# Helion Puzzles

Programming for accelerators such as GPUs is critical for modern AI systems. This often means programming directly in proprietary low-level languages such as CUDA. Helion is a Python-embedded domain-specific language (DSL) for authoring machine learning kernels, designed to compile down to Triton, a performant backend for programming GPUs and other devices.

Helion aims to raise the level of abstraction compared to Triton, making it easier to write correct and efficient kernels while enabling more automation in the autotuning process.

This set of puzzles is meant to teach you how to use Helion from first principles in an interactive fashion.

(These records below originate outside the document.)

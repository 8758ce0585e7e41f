//! Root-locus assembly: validated input, traced branches and features.

use lti_core::{Complex64, ComplexPoint};
use lti_stability::RouthOptions;
use serde::{Deserialize, Serialize};
use tracing::info_span;

use crate::error::{LocusError, LocusResult};
use crate::features::{AxisCrossing, asymptotes, breakaway_points, imaginary_axis_crossings};
use crate::input::prepare_input;
use crate::tracking::{gain_grid, trace_branches};

#[derive(Clone, Debug, Serialize, Deserialize)]
#[serde(default)]
pub struct LocusOptions {
    /// Smallest positive gain, before scaling
    pub k_min: f64,
    /// Largest gain, before scaling
    pub k_max: f64,
    /// Positive gain samples (K = 0 is always added)
    pub samples: usize,
    /// Relative window within which nearest-root candidates count as tied
    pub tie_window: f64,
    /// Relative distance under which a pole and a zero cancel
    pub cancel_tolerance: f64,
    /// Upper bound on the automatic gain scale
    pub max_gain_scale: f64,
}

impl Default for LocusOptions {
    fn default() -> Self {
        Self {
            k_min: 1e-3,
            k_max: 1e5,
            samples: 4000,
            tie_window: 0.1,
            cancel_tolerance: 1e-9,
            max_gain_scale: 1e12,
        }
    }
}

/// `{x, y}` point in the s-plane.
#[derive(Clone, Copy, Debug, PartialEq, Serialize, Deserialize)]
pub struct LocusPoint {
    pub x: f64,
    pub y: f64,
}

impl LocusPoint {
    pub fn new(x: f64, y: f64) -> Self {
        Self { x, y }
    }
}

impl From<Complex64> for LocusPoint {
    fn from(z: Complex64) -> Self {
        Self { x: z.re, y: z.im }
    }
}

/// One branch, sampled at increasing gains.
#[derive(Clone, Debug, PartialEq, Serialize, Deserialize)]
pub struct Branch {
    pub x: Vec<f64>,
    pub y: Vec<f64>,
    pub k: Vec<f64>,
}

#[derive(Clone, Debug, PartialEq, Serialize, Deserialize)]
pub struct Asymptotes {
    pub centroid: f64,
    /// Degrees
    pub angles: Vec<f64>,
}

#[derive(Clone, Debug, PartialEq, Serialize, Deserialize)]
pub struct RootLocus {
    pub message: String,
    pub branches: Vec<Branch>,
    pub zeros: Vec<LocusPoint>,
    pub poles: Vec<LocusPoint>,
    pub asymptotes: Option<Asymptotes>,
    pub breakaway_points: Vec<LocusPoint>,
    pub imag_axis_crossings: Vec<AxisCrossing>,
    /// Locations of cancelled pole/zero pairs
    pub cancelled: Vec<LocusPoint>,
}

/// Gain scale so the sweep reaches the region where branches settle:
/// `R^excess`, `R` the largest pole/zero magnitude (at least 1).
fn gain_scale(zeros: &[Complex64], poles: &[Complex64], cap: f64) -> f64 {
    let radius = zeros
        .iter()
        .chain(poles)
        .map(|p| p.norm())
        .fold(1.0, f64::max);
    let excess = poles.len().abs_diff(zeros.len()).max(1);
    radius.powi(excess as i32).min(cap.max(1.0))
}

/// Root locus of `1 + K·N(s)/D(s)` for `K >= 0`.
///
/// # Errors
///
/// `InvalidInput` for an empty pole set, unpaired complex values or invalid
/// options.
pub fn root_locus(
    zeros: &[ComplexPoint],
    poles: &[ComplexPoint],
    opts: &LocusOptions,
) -> LocusResult<RootLocus> {
    if !(opts.k_min > 0.0 && opts.k_max > opts.k_min && opts.samples >= 2) {
        return Err(LocusError::InvalidInput {
            what: "locus options need 0 < k_min < k_max and at least 2 samples".to_string(),
        });
    }
    let input = prepare_input(zeros, poles, opts.cancel_tolerance)?;
    let _span = info_span!("root_locus", branches = input.branch_count()).entered();

    let scale = gain_scale(&input.zeros, &input.poles, opts.max_gain_scale);
    let gains = gain_grid(opts.k_min * scale, opts.k_max * scale, opts.samples)?;
    let traced = trace_branches(&input.num, &input.den, &input.poles, &gains, opts.tie_window)?;

    let branches = traced
        .into_iter()
        .map(|b| Branch {
            x: b.points.iter().map(|p| p.re).collect(),
            y: b.points.iter().map(|p| p.im).collect(),
            k: b.gains,
        })
        .collect();

    let breakaway = breakaway_points(&input.num, &input.den, &input.zeros, &input.poles)?;
    let crossings = imaginary_axis_crossings(&input.num, &input.den, &RouthOptions::default())?;

    let message = if input.cancelled.is_empty() {
        "Root locus data calculated successfully".to_string()
    } else {
        format!(
            "Root locus data calculated successfully ({} coincident pole/zero pair(s) cancelled)",
            input.cancelled.len()
        )
    };

    Ok(RootLocus {
        message,
        branches,
        zeros: input.zeros.iter().map(|z| LocusPoint::from(*z)).collect(),
        poles: input.poles.iter().map(|p| LocusPoint::from(*p)).collect(),
        asymptotes: asymptotes(&input.zeros, &input.poles),
        breakaway_points: breakaway,
        imag_axis_crossings: crossings,
        cancelled: input.cancelled.iter().map(|c| LocusPoint::from(*c)).collect(),
    })
}

#[cfg(test)]
mod tests {
    use super::*;

    fn pts(v: &[(f64, f64)]) -> Vec<ComplexPoint> {
        v.iter().map(|(r, i)| ComplexPoint::new(*r, *i)).collect()
    }

    fn small() -> LocusOptions {
        LocusOptions {
            samples: 600,
            ..LocusOptions::default()
        }
    }

    #[test]
    fn third_order_locus() {
        let res = root_locus(&[], &pts(&[(0.0, 0.0), (-1.0, 0.0), (-2.0, 0.0)]), &small()).unwrap();
        assert_eq!(res.branches.len(), 3);
        let a = res.asymptotes.as_ref().unwrap();
        assert!((a.centroid + 1.0).abs() < 1e-12);
        assert_eq!(a.angles.len(), 3);
        assert_eq!(res.breakaway_points.len(), 1);
        assert_eq!(res.imag_axis_crossings.len(), 2);
        assert!(res.cancelled.is_empty());
        assert_eq!(res.message, "Root locus data calculated successfully");
    }

    #[test]
    fn branches_begin_at_sorted_poles() {
        let res = root_locus(&[], &pts(&[(0.0, 0.0), (-1.0, 1.0), (-1.0, -1.0)]), &small()).unwrap();
        let starts: Vec<(f64, f64)> = res.branches.iter().map(|b| (b.x[0], b.y[0])).collect();
        assert_eq!(starts, vec![(-1.0, -1.0), (-1.0, 1.0), (0.0, 0.0)]);
        assert!(res.branches.iter().all(|b| b.k[0] == 0.0));
    }

    #[test]
    fn gains_increase_along_branches() {
        let res = root_locus(&pts(&[(-3.0, 0.0)]), &pts(&[(0.0, 0.0), (-1.0, 0.0)]), &small()).unwrap();
        for b in &res.branches {
            assert_eq!(b.x.len(), b.k.len());
            assert!(b.k.windows(2).all(|w| w[1] > w[0]));
        }
        // one branch ends near the zero
        let near_zero = res.branches.iter().any(|b| {
            let n = b.x.len() - 1;
            (b.x[n] + 3.0).abs() < 1e-2 && b.y[n].abs() < 1e-2
        });
        assert!(near_zero);
    }

    #[test]
    fn cancellation_is_reported() {
        let res = root_locus(
            &pts(&[(-1.0, 0.0)]),
            &pts(&[(-1.0, 0.0), (-2.0, 0.0)]),
            &small(),
        )
        .unwrap();
        assert_eq!(res.cancelled, vec![LocusPoint::new(-1.0, 0.0)]);
        assert_eq!(res.branches.len(), 1);
        assert!(res.message.contains("cancelled"));
    }

    #[test]
    fn invalid_options_rejected() {
        let opts = LocusOptions {
            k_min: 0.0,
            ..LocusOptions::default()
        };
        assert!(root_locus(&[], &pts(&[(-1.0, 0.0)]), &opts).is_err());
    }
}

You will start with trivial examples and build your way up to real algorithms like Flash Attention and Quantized neural networks.

## Setup

First, let's install the necessary dependencies. Helion requires a recent version of PyTorch and a development version of Triton.

In [None]:
%%capture
# Only need to run the first time.
!pip install torch
# !pip install git+https://github.com/triton-lang/triton.git
!pip install git+https://github.com/pytorch-labs/helion.git

In [None]:
import torch
import helion
import helion.language as hl
from torch import Tensor

Let's also create a simple testing function to verify our implementations.

In [None]:
from triton.testing import do_bench
def test_kernel(kernel_fn, spec_fn, *args):
    """Test a Helion kernel against a reference implementation."""
    # Run our implementation
    result = kernel_fn(*args)
    # Run reference implementation
    expected = spec_fn(*args)

    # Check if results match
    torch.testing.assert_close(result, expected)
    print("✅ Results Match ✅")


def benchmark_kernel(kernel_fn, *args, **kwargs):
    """Benchmark a Helion kernel."""
    no_args = lambda: kernel_fn(*args, **kwargs)
    time_in_ms = do_bench(no_args)
    print(f"⏱ Time: {time_in_ms} ms")


def compare_implementations(kernel_fn, spec_fn, *args, **kwargs):
    """Benchmark a Helion kernel and its reference implementation."""
    kernel_no_args = lambda: kernel_fn(*args, **kwargs)
    spec_no_args = lambda: spec_fn(*args, **kwargs)
    kernel_time = do_bench(kernel_no_args)
    spec_time = do_bench(spec_no_args)
    print(f"⏱ Helion Kernel Time: {kernel_time:.3f} ms, PyTorch Reference Time: {spec_time:.3f} ms, Speedup: {spec_time/kernel_time:.3f}x")

## Introduction to Helion

Helion allows you to write GPU kernels using familiar PyTorch syntax. The code outside the `for` loops is standard PyTorch code executed on the CPU. The code inside the `for` loops is compiled into a Triton kernel, resulting in a single GPU kernel.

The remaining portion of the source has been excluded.